● **WHAT IS EXPECTED**: Write out exactly the lines below that run from the one containing "server remains the" through the one containing "#[derive(Debug, Clone, PartialEq)]", both included, with no other lines.
*****
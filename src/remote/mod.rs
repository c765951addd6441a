//! Boundary the core consumes: the remote store.
//!
//! The core does not care about transport. It needs endpoints that settle
//! with either a typed result or an error carrying a machine-readable
//! kind; timeouts are the implementation's concern and surface as
//! [`RemoteErrorKind::Network`].

pub mod memory;

use async_trait::async_trait;
use thiserror::Error;
use uuid::Uuid;

use crate::domain::cart::{CartItem, CartState, Cents};
use crate::domain::chat::{ChatMessage, ChatThread, ThreadId};

/// Machine-readable failure kinds reported by the remote store.
#[derive(Debug, Clone, Copy, PartialEq, Eq)]
pub enum RemoteErrorKind {
    /// Transport failed or timed out; safe to retry manually.
    Network,
    /// Server state changed incompatibly (e.g. item already removed).
    Conflict,
    /// Payload rejected; a caller-side fix is required.
    Validation,
}

#[derive(Debug, Clone, Error)]
#[error("remote store {kind:?}: {message}")]
pub struct RemoteError {
    pub kind: RemoteErrorKind,
    pub message: String,
}

impl RemoteError {
    pub fn network(message: impl Into<String>) -> Self {
        Self {
            kind: RemoteErrorKind::Network,
            message: message.into(),
        }
    }

    pub fn conflict(message: impl Into<String>) -> Self {
        Self {
            kind: RemoteErrorKind::Conflict,
            message: message.into(),
        }
    }

    pub fn validation(message: impl Into<String>) -> Self {
        Self {
            kind: RemoteErrorKind::Validation,
            message: message.into(),
        }
    }
}

/// Payload for the cart add endpoint. The name and unit price ride along
/// so the client can render the optimistic line; the server remains the
/// authority on what it stores.
#[derive(Debug, Clone, PartialEq, Eq)]
pub struct NewCartItem {
    pub product_id: u64,
    pub name: String,
    pub unit_price: Cents,
    pub quantity: u32,
}

/// Typed results a commit can settle with.
#[derive(Debug, Clone, PartialEq)]
pub enum ServerResult {
    /// The server-assigned item created by an add.
    CartItem(CartItem),
    /// The authoritative cart after an update/remove/clear.
    Cart(CartState),
    /// Acknowledgement of a sent chat message.
    ChatAck {
        thread_id: ThreadId,
        message: ChatMessage,
        reply: ChatMessage,
    },
}

/// The remote store contract.
#[async_trait]
pub trait StoreClient: Send + Sync {
    async fn fetch_cart(&self) -> Result<CartState, RemoteError>;

    async fn add_cart_item(&self, item: NewCartItem) -> Result<ServerResult, RemoteError>;

    async fn update_cart_item(
        &self,
        item_id: Uuid,
        quantity: u32,
    ) -> Result<ServerResult, RemoteError>;

    async fn remove_cart_item(&self, item_id: Uuid) -> Result<ServerResult, RemoteError>;

    async fn clear_cart(&self) -> Result<ServerResult, RemoteError>;

    async fn fetch_thread(&self, thread_id: ThreadId) -> Result<ChatThread, RemoteError>;

    /// Send a message; with no `thread_id` the server allocates a thread.
    async fn send_message(
        &self,
        thread_id: Option<ThreadId>,
        body: String,
    ) -> Result<ServerResult, RemoteError>;
}
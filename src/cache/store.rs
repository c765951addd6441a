//! The query cache store.
//!
//! One map from [`QueryKey`] to [`CacheEntry`] plus subscriber
//! notification. Writes are synchronous; a subscriber observing the cache
//! right after a write sees the written value (no stale reads from a
//! writer's perspective). The store performs no remote calls; staleness
//! flags only signal that callers should refetch.

use std::collections::HashMap;
use std::sync::{Arc, RwLock};

use metrics::counter;
use time::OffsetDateTime;
use tracing::debug;

use super::entry::{CacheEntry, CacheValue, QueryStatus};
use super::keys::QueryKey;
use super::lock::{read_guard, write_guard};
use super::notify::{SubscriberRegistry, Subscription};

const METRIC_CACHE_HIT: &str = "bottega_cache_hit_total";
const METRIC_CACHE_MISS: &str = "bottega_cache_miss_total";

/// Process-wide keyed store for storefront state.
///
/// Constructed once per application session (injectable, no hidden
/// singleton) and torn down on logout via [`QueryCache::clear`].
pub struct QueryCache {
    entries: RwLock<HashMap<QueryKey, CacheEntry>>,
    subscribers: Arc<SubscriberRegistry>,
}

impl QueryCache {
    pub fn new() -> Self {
        Self {
            entries: RwLock::new(HashMap::new()),
            subscribers: Arc::new(SubscriberRegistry::new()),
        }
    }

    /// Current entry for a key, if any. Never blocks on I/O.
    pub fn read(&self, key: &QueryKey) -> Option<CacheEntry> {
        let entry = read_guard(&self.entries, "read").get(key).cloned();
        match entry {
            Some(_) => counter!(METRIC_CACHE_HIT, "key" => key.label()).increment(1),
            None => counter!(METRIC_CACHE_MISS, "key" => key.label()).increment(1),
        }
        entry
    }

    /// Replace a slot's value and status, clearing freshness flags, and
    /// notify subscribers synchronously.
    pub fn write(&self, key: &QueryKey, value: Option<CacheValue>, status: QueryStatus) {
        let entry = CacheEntry {
            key: key.clone(),
            value,
            status,
            updated_at: OffsetDateTime::now_utc(),
            stale_after: None,
            refetch_forced: false,
        };
        write_guard(&self.entries, "write").insert(key.clone(), entry.clone());
        debug!(key = %key.label(), status = ?status, "Cache write");
        self.subscribers.notify(&entry);
    }

    /// Update only the status of a slot, preserving value and freshness.
    ///
    /// Creates a vacant entry if the key is unknown (the loading state of a
    /// never-fetched resource).
    pub fn set_status(&self, key: &QueryKey, status: QueryStatus) {
        let entry = {
            let mut entries = write_guard(&self.entries, "set_status");
            let entry = entries
                .entry(key.clone())
                .or_insert_with(|| CacheEntry::vacant(key.clone()));
            entry.status = status;
            entry.clone()
        };
        self.subscribers.notify(&entry);
    }

    /// Put back an exact prior entry state. The rollback path: `snapshot`
    /// is whatever [`QueryCache::read`] returned before the optimistic
    /// write, including `None` for an absent slot.
    pub fn restore(&self, key: &QueryKey, snapshot: Option<CacheEntry>) {
        match snapshot {
            Some(entry) => {
                write_guard(&self.entries, "restore").insert(key.clone(), entry.clone());
                debug!(key = %key.label(), "Cache restore from snapshot");
                self.subscribers.notify(&entry);
            }
            None => self.remove(key),
        }
    }

    /// Flag a slot for background refresh on its next observation.
    /// Does not trigger any fetch itself.
    pub fn mark_stale(&self, key: &QueryKey) {
        let mut entries = write_guard(&self.entries, "mark_stale");
        if let Some(entry) = entries.get_mut(key) {
            entry.stale_after = Some(OffsetDateTime::now_utc());
        }
    }

    /// Flag a slot for an immediate reload (conflict recovery).
    pub fn force_refetch(&self, key: &QueryKey) {
        let mut entries = write_guard(&self.entries, "force_refetch");
        if let Some(entry) = entries.get_mut(key) {
            entry.refetch_forced = true;
        }
    }

    /// Move a slot's contents to another key in one atomic step.
    ///
    /// Subscribers can never observe the value under both keys, nor under
    /// neither while a migration is in progress: the map is updated inside
    /// a single write-lock scope, then both keys are notified. Returns
    /// false if the source slot was absent (nothing moved).
    pub fn migrate(&self, from: &QueryKey, to: &QueryKey) -> bool {
        let moved = {
            let mut entries = write_guard(&self.entries, "migrate");
            let Some(source) = entries.remove(from) else {
                return false;
            };
            let entry = CacheEntry {
                key: to.clone(),
                value: source.value,
                status: source.status,
                updated_at: OffsetDateTime::now_utc(),
                stale_after: None,
                refetch_forced: false,
            };
            entries.insert(to.clone(), entry.clone());
            entry
        };
        debug!(from = %from.label(), to = %to.label(), "Cache slot migrated");
        self.subscribers.notify(&CacheEntry::vacant(from.clone()));
        self.subscribers.notify(&moved);
        true
    }

    /// Drop a slot entirely; subscribers observe a vacant entry.
    pub fn remove(&self, key: &QueryKey) {
        let removed = write_guard(&self.entries, "remove").remove(key).is_some();
        if removed {
            debug!(key = %key.label(), "Cache remove");
            self.subscribers.notify(&CacheEntry::vacant(key.clone()));
        }
    }

    /// Tear down all cached state (logout).
    pub fn clear(&self) {
        write_guard(&self.entries, "clear").clear();
    }

    /// Register a callback fired synchronously after every write to `key`.
    ///
    /// The returned [`Subscription`] unsubscribes when dropped.
    pub fn subscribe<F>(&self, key: QueryKey, callback: F) -> Subscription
    where
        F: Fn(&CacheEntry) + Send + Sync + 'static,
    {
        let id = self.subscribers.add(key.clone(), Arc::new(callback));
        Subscription {
            registry: Arc::clone(&self.subscribers),
            key,
            id,
        }
    }

    pub fn subscriber_count(&self, key: &QueryKey) -> usize {
        self.subscribers.count(key)
    }

    pub fn len(&self) -> usize {
        read_guard(&self.entries, "len").len()
    }

    pub fn is_empty(&self) -> bool {
        self.len() == 0
    }
}

impl Default for QueryCache {
    fn default() -> Self {
        Self::new()
    }
}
*****
● **RESPONSE AREA**:
/// so the client can render the optimistic line; the server remains the
/// authority on what it stores.
#[derive(Debug, Clone, PartialEq, Eq)]
pub struct NewCartItem {
    pub product_id: u64,
    pub name: String,
    pub unit_price: Cents,
    pub quantity: u32,
}

/// Typed results a commit can settle with.
#[derive(Debug, Clone, PartialEq)]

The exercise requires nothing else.